▶ [EXERCISE INPUTS]:
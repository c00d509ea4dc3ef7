//! Name-to-factory registry for reporters and listeners.
//!
//! Built once at startup through [`ReporterRegistry::with_builtin`] (plus any
//! extra registrations), then only read while runs are assembled.

use std::marker::PhantomData;

use indexmap::IndexMap;
use tracing::debug;

use super::error::{RegistrationError, ReportError};
use super::{
    ConsoleReporter, EventSink, JsonReporter, JunitReporter, ListenerDescription,
    ReporterConfig, ReporterDescription, StreamingJsonReporter, TracingListener,
};

/// Builds reporters of one kind
pub trait ReporterFactory: Send + Sync {
    fn create(&self, config: ReporterConfig) -> Result<Box<dyn EventSink>, ReportError>;

    fn description(&self) -> String;
}

/// Builds listeners of one kind
pub trait ListenerFactory: Send + Sync {
    fn create(&self, config: ReporterConfig) -> Result<Box<dyn EventSink>, ReportError>;

    fn name(&self) -> String;

    fn description(&self) -> String;
}

/// A reporter type that knows how to construct itself from a `ReporterConfig`
pub trait RegisteredReporter: EventSink + Sized + 'static {
    fn description() -> String;

    fn from_config(config: ReporterConfig) -> Result<Self, ReportError>;
}

/// A listener type that knows its own name and how to construct itself
pub trait RegisteredListener: EventSink + Sized + 'static {
    fn name() -> String;

    fn description() -> String;

    fn from_config(config: ReporterConfig) -> Result<Self, ReportError>;
}

/// Factory for any `RegisteredReporter` or `RegisteredListener` type
pub struct FactoryFor<T>(PhantomData<fn() -> T>);

impl<T> FactoryFor<T> {
    pub fn new() -> Self {
        Self(PhantomData)
    }
}

impl<T> Default for FactoryFor<T> {
    fn default() -> Self {
        Self::new()
    }
}

impl<T: RegisteredReporter> ReporterFactory for FactoryFor<T> {
    fn create(&self, config: ReporterConfig) -> Result<Box<dyn EventSink>, ReportError> {
        Ok(Box::new(T::from_config(config)?))
    }

    fn description(&self) -> String {
        T::description()
    }
}

impl<T: RegisteredListener> ListenerFactory for FactoryFor<T> {
    fn create(&self, config: ReporterConfig) -> Result<Box<dyn EventSink>, ReportError> {
        Ok(Box::new(T::from_config(config)?))
    }

    fn name(&self) -> String {
        T::name()
    }

    fn description(&self) -> String {
        T::description()
    }
}

struct ReporterEntry {
    name: String,
    factory: Box<dyn ReporterFactory>,
}

/// Registered reporter and listener factories.
///
/// Reporter names are matched case-insensitively and kept in registration
/// order for listing.
#[derive(Default)]
pub struct ReporterRegistry {
    reporters: IndexMap<String, ReporterEntry>,
    listeners: Vec<Box<dyn ListenerFactory>>,
}

impl ReporterRegistry {
    /// Empty registry
    pub fn new() -> Self {
        Self::default()
    }

    /// Registry holding every reporter and listener shipped with the crate
    pub fn with_builtin() -> Result<Self, RegistrationError> {
        let mut registry = Self::new();
        registry.register_reporter("console", Box::new(FactoryFor::<ConsoleReporter>::new()))?;
        registry.register_reporter("json", Box::new(FactoryFor::<JsonReporter>::new()))?;
        registry.register_reporter("junit", Box::new(FactoryFor::<JunitReporter>::new()))?;
        registry.register_reporter(
            "stream",
            Box::new(FactoryFor::<StreamingJsonReporter>::new()),
        )?;
        registry.register_listener(Box::new(FactoryFor::<TracingListener>::new()));
        Ok(registry)
    }

    /// Register a reporter factory under `name`
    pub fn register_reporter(
        &mut self,
        name: &str,
        factory: Box<dyn ReporterFactory>,
    ) -> Result<(), RegistrationError> {
        if name.contains("::") {
            return Err(RegistrationError::DoubleColon(name.to_string()));
        }
        if name.is_empty() {
            return Err(RegistrationError::EmptyName);
        }

        let key = name.to_lowercase();
        if self.reporters.contains_key(&key) {
            return Err(RegistrationError::Duplicate(name.to_string()));
        }

        debug!("Registered reporter '{}'", name);
        self.reporters.insert(
            key,
            ReporterEntry {
                name: name.to_string(),
                factory,
            },
        );
        Ok(())
    }

    pub fn register_listener(&mut self, factory: Box<dyn ListenerFactory>) {
        debug!("Registered listener '{}'", factory.name());
        self.listeners.push(factory);
    }

    /// All reporter factories, in registration order
    pub fn factories(&self) -> impl Iterator<Item = (&str, &dyn ReporterFactory)> {
        self.reporters
            .values()
            .map(|entry| (entry.name.as_str(), entry.factory.as_ref()))
    }

    pub fn listeners(&self) -> impl Iterator<Item = &dyn ListenerFactory> {
        self.listeners.iter().map(|f| f.as_ref())
    }

    pub fn is_empty(&self) -> bool {
        self.reporters.is_empty()
    }

    pub fn len(&self) -> usize {
        self.reporters.len()
    }

    /// Instantiate the reporter registered as `name`
    pub fn create(
        &self,
        name: &str,
        config: ReporterConfig,
    ) -> Result<Box<dyn EventSink>, ReportError> {
        let entry = self
            .reporters
            .get(&name.to_lowercase())
            .ok_or_else(|| ReportError::UnknownReporter(name.to_string()))?;
        debug!("Creating reporter '{}'", entry.name);
        entry.factory.create(config)
    }

    /// Instantiate the listener registered as `name`
    pub fn create_listener(
        &self,
        name: &str,
        config: ReporterConfig,
    ) -> Result<Box<dyn EventSink>, ReportError> {
        let factory = self
            .listeners
            .iter()
            .find(|f| f.name().eq_ignore_ascii_case(name))
            .ok_or_else(|| ReportError::UnknownListener(name.to_string()))?;
        debug!("Creating listener '{}'", factory.name());
        factory.create(config)
    }

    pub fn reporter_descriptions(&self) -> Vec<ReporterDescription> {
        self.factories()
            .map(|(name, factory)| ReporterDescription::new(name, factory.description()))
            .collect()
    }

    pub fn listener_descriptions(&self) -> Vec<ListenerDescription> {
        self.listeners()
            .map(|f| ListenerDescription::new(f.name(), f.description()))
            .collect()
    }
}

▶ [REQUIRED WORK]: Collect the lines of the data that carry the word "impl".

▶ [RESULT FOR THIS EXERCISE]:
impl<T> FactoryFor<T> {
impl<T> Default for FactoryFor<T> {
impl<T: RegisteredReporter> ReporterFactory for FactoryFor<T> {
impl<T: RegisteredListener> ListenerFactory for FactoryFor<T> {
impl ReporterRegistry {
    pub fn factories(&self) -> impl Iterator<Item = (&str, &dyn ReporterFactory)> {
    pub fn listeners(&self) -> impl Iterator<Item = &dyn ListenerFactory> {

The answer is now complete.